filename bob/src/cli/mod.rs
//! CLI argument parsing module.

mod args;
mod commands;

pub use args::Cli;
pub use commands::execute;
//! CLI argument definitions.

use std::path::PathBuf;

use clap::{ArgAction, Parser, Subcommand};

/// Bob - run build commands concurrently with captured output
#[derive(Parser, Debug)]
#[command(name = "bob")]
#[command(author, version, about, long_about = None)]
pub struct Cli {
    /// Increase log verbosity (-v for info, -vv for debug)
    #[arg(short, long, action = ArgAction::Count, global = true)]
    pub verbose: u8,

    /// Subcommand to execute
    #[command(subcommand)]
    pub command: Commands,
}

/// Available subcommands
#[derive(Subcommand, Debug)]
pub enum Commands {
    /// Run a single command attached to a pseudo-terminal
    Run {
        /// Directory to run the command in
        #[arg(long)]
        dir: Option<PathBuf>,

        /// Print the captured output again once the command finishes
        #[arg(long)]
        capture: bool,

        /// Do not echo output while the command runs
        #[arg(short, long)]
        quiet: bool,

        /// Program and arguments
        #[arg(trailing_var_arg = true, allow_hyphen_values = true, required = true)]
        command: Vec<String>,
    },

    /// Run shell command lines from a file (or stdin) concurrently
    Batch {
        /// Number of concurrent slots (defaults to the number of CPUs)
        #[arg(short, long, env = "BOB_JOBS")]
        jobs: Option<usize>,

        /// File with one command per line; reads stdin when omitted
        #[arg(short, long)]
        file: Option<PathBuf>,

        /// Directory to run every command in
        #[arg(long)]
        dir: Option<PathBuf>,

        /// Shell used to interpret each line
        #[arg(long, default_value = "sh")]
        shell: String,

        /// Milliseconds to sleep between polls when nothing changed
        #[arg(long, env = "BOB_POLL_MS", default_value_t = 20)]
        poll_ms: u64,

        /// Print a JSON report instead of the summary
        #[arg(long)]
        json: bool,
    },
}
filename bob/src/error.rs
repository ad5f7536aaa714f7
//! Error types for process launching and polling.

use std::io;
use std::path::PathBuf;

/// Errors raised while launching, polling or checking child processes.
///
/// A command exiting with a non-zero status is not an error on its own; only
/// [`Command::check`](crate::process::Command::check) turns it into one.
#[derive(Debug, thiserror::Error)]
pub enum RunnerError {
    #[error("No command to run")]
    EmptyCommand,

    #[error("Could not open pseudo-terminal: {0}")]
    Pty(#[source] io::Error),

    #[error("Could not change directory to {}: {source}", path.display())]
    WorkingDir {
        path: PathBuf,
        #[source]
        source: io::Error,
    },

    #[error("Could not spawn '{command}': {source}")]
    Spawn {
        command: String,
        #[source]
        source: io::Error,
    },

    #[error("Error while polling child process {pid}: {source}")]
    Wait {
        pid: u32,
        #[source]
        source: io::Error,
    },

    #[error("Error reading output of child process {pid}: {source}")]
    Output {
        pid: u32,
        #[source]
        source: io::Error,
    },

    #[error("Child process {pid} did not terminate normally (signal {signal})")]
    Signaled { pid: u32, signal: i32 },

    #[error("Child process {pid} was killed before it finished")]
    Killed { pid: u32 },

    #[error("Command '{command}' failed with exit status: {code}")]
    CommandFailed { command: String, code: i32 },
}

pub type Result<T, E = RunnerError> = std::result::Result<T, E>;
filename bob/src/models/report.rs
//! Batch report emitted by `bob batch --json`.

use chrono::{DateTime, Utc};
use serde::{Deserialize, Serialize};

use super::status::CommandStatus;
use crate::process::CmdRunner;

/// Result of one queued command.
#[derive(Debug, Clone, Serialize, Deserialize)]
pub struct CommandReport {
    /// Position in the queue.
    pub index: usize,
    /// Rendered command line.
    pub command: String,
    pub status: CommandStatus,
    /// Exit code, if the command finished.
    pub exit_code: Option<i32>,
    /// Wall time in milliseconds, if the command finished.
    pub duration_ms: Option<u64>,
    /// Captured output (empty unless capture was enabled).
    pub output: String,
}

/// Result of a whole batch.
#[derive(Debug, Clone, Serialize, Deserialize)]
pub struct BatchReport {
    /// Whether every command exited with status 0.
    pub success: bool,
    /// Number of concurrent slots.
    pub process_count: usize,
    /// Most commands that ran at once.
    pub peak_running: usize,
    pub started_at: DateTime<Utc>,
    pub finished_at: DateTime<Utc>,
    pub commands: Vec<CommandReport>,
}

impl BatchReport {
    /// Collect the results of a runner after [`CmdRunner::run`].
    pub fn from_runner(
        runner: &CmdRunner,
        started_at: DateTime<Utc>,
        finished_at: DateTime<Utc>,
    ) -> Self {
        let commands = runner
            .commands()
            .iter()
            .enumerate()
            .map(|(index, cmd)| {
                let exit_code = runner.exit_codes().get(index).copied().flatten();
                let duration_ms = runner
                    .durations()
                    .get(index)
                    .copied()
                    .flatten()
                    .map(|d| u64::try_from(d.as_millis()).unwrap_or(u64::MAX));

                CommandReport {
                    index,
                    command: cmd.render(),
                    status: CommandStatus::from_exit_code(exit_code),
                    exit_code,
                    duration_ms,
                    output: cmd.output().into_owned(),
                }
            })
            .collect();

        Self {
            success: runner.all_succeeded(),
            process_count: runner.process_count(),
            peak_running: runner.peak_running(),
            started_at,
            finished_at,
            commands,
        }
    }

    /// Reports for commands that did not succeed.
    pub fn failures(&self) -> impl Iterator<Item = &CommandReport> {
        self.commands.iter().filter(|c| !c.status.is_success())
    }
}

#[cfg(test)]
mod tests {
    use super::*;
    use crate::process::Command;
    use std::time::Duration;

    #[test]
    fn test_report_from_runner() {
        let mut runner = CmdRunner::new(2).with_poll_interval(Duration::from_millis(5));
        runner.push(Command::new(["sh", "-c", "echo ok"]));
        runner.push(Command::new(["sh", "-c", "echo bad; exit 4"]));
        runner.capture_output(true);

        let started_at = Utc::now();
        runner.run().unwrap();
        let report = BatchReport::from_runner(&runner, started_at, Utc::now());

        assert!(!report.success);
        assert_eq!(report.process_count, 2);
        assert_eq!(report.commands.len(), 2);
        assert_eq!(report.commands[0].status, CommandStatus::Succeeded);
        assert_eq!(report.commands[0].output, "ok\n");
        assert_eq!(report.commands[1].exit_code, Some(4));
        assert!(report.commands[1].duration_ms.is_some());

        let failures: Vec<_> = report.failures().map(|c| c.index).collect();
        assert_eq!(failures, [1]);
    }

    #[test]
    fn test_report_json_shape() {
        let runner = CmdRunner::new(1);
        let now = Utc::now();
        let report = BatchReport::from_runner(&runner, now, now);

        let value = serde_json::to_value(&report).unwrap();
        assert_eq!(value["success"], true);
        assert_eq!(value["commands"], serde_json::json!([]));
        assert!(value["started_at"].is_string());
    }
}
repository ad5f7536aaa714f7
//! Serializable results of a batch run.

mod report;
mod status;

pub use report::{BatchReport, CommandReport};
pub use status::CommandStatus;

──────────

Task to complete: Top to bottom, transcribe every line above exactly.

Expected answer:
filename bob/src/cli/mod.rs
//! CLI argument parsing module.

mod args;
mod commands;

pub use args::Cli;
pub use commands::execute;
//! CLI argument definitions.

use std::path::PathBuf;

use clap::{ArgAction, Parser, Subcommand};

/// Bob - run build commands concurrently with captured output
#[derive(Parser, Debug)]
#[command(name = "bob")]
#[command(author, version, about, long_about = None)]
pub struct Cli {
    /// Increase log verbosity (-v for info, -vv for debug)
    #[arg(short, long, action = ArgAction::Count, global = true)]
    pub verbose: u8,

    /// Subcommand to execute
    #[command(subcommand)]
    pub command: Commands,
}

/// Available subcommands
#[derive(Subcommand, Debug)]
pub enum Commands {
    /// Run a single command attached to a pseudo-terminal
    Run {
        /// Directory to run the command in
        #[arg(long)]
        dir: Option<PathBuf>,

        /// Print the captured output again once the command finishes
        #[arg(long)]
        capture: bool,

        /// Do not echo output while the command runs
        #[arg(short, long)]
        quiet: bool,

        /// Program and arguments
        #[arg(trailing_var_arg = true, allow_hyphen_values = true, required = true)]
        command: Vec<String>,
    },

    /// Run shell command lines from a file (or stdin) concurrently
    Batch {
        /// Number of concurrent slots (defaults to the number of CPUs)
        #[arg(short, long, env = "BOB_JOBS")]
        jobs: Option<usize>,

        /// File with one command per line; reads stdin when omitted
        #[arg(short, long)]
        file: Option<PathBuf>,

        /// Directory to run every command in
        #[arg(long)]
        dir: Option<PathBuf>,

        /// Shell used to interpret each line
        #[arg(long, default_value = "sh")]
        shell: String,

        /// Milliseconds to sleep between polls when nothing changed
        #[arg(long, env = "BOB_POLL_MS", default_value_t = 20)]
        poll_ms: u64,

        /// Print a JSON report instead of the summary
        #[arg(long)]
        json: bool,
    },
}
filename bob/src/error.rs
repository ad5f7536aaa714f7
//! Error types for process launching and polling.

use std::io;
use std::path::PathBuf;

/// Errors raised while launching, polling or checking child processes.
///
/// A command exiting with a non-zero status is not an error on its own; only
/// [`Command::check`](crate::process::Command::check) turns it into one.
#[derive(Debug, thiserror::Error)]
pub enum RunnerError {
    #[error("No command to run")]
    EmptyCommand,

    #[error("Could not open pseudo-terminal: {0}")]
    Pty(#[source] io::Error),

    #[error("Could not change directory to {}: {source}", path.display())]
    WorkingDir {
        path: PathBuf,
        #[source]
        source: io::Error,
    },

    #[error("Could not spawn '{command}': {source}")]
    Spawn {
        command: String,
        #[source]
        source: io::Error,
    },

    #[error("Error while polling child process {pid}: {source}")]
    Wait {
        pid: u32,
        #[source]
        source: io::Error,
    },

    #[error("Error reading output of child process {pid}: {source}")]
    Output {
        pid: u32,
        #[source]
        source: io::Error,
    },

    #[error("Child process {pid} did not terminate normally (signal {signal})")]
    Signaled { pid: u32, signal: i32 },

    #[error("Child process {pid} was killed before it finished")]
    Killed { pid: u32 },

    #[error("Command '{command}' failed with exit status: {code}")]
    CommandFailed { command: String, code: i32 },
}

pub type Result<T, E = RunnerError> = std::result::Result<T, E>;
filename bob/src/models/report.rs
//! Batch report emitted by `bob batch --json`.

use chrono::{DateTime, Utc};
use serde::{Deserialize, Serialize};

use super::status::CommandStatus;
use crate::process::CmdRunner;

/// Result of one queued command.
#[derive(Debug, Clone, Serialize, Deserialize)]
pub struct CommandReport {
    /// Position in the queue.
    pub index: usize,
    /// Rendered command line.
    pub command: String,
    pub status: CommandStatus,
    /// Exit code, if the command finished.
    pub exit_code: Option<i32>,
    /// Wall time in milliseconds, if the command finished.
    pub duration_ms: Option<u64>,
    /// Captured output (empty unless capture was enabled).
    pub output: String,
}

/// Result of a whole batch.
#[derive(Debug, Clone, Serialize, Deserialize)]
pub struct BatchReport {
    /// Whether every command exited with status 0.
    pub success: bool,
    /// Number of concurrent slots.
    pub process_count: usize,
    /// Most commands that ran at once.
    pub peak_running: usize,
    pub started_at: DateTime<Utc>,
    pub finished_at: DateTime<Utc>,
    pub commands: Vec<CommandReport>,
}

impl BatchReport {
    /// Collect the results of a runner after [`CmdRunner::run`].
    pub fn from_runner(
        runner: &CmdRunner,
        started_at: DateTime<Utc>,
        finished_at: DateTime<Utc>,
    ) -> Self {
        let commands = runner
            .commands()
            .iter()
            .enumerate()
            .map(|(index, cmd)| {
                let exit_code = runner.exit_codes().get(index).copied().flatten();
                let duration_ms = runner
                    .durations()
                    .get(index)
                    .copied()
                    .flatten()
                    .map(|d| u64::try_from(d.as_millis()).unwrap_or(u64::MAX));

                CommandReport {
                    index,
                    command: cmd.render(),
                    status: CommandStatus::from_exit_code(exit_code),
                    exit_code,
                    duration_ms,
                    output: cmd.output().into_owned(),
                }
            })
            .collect();

        Self {
            success: runner.all_succeeded(),
            process_count: runner.process_count(),
            peak_running: runner.peak_running(),
            started_at,
            finished_at,
            commands,
        }
    }

    /// Reports for commands that did not succeed.
    pub fn failures(&self) -> impl Iterator<Item = &CommandReport> {
        self.commands.iter().filter(|c| !c.status.is_success())
    }
}

#[cfg(test)]
mod tests {
    use super::*;
    use crate::process::Command;
    use std::time::Duration;

    #[test]
    fn test_report_from_runner() {
        let mut runner = CmdRunner::new(2).with_poll_interval(Duration::from_millis(5));
        runner.push(Command::new(["sh", "-c", "echo ok"]));
        runner.push(Command::new(["sh", "-c", "echo bad; exit 4"]));
        runner.capture_output(true);

        let started_at = Utc::now();
        runner.run().unwrap();
        let report = BatchReport::from_runner(&runner, started_at, Utc::now());

        assert!(!report.success);
        assert_eq!(report.process_count, 2);
        assert_eq!(report.commands.len(), 2);
        assert_eq!(report.commands[0].status, CommandStatus::Succeeded);
        assert_eq!(report.commands[0].output, "ok\n");
        assert_eq!(report.commands[1].exit_code, Some(4));
        assert!(report.commands[1].duration_ms.is_some());

        let failures: Vec<_> = report.failures().map(|c| c.index).collect();
        assert_eq!(failures, [1]);
    }

    #[test]
    fn test_report_json_shape() {
        let runner = CmdRunner::new(1);
        let now = Utc::now();
        let report = BatchReport::from_runner(&runner, now, now);

        let value = serde_json::to_value(&report).unwrap();
        assert_eq!(value["success"], true);
        assert_eq!(value["commands"], serde_json::json!([]));
        assert!(value["started_at"].is_string());
    }
}
repository ad5f7536aaa714f7
//! Serializable results of a batch run.

mod report;
mod status;

pub use report::{BatchReport, CommandReport};
pub use status::CommandStatus;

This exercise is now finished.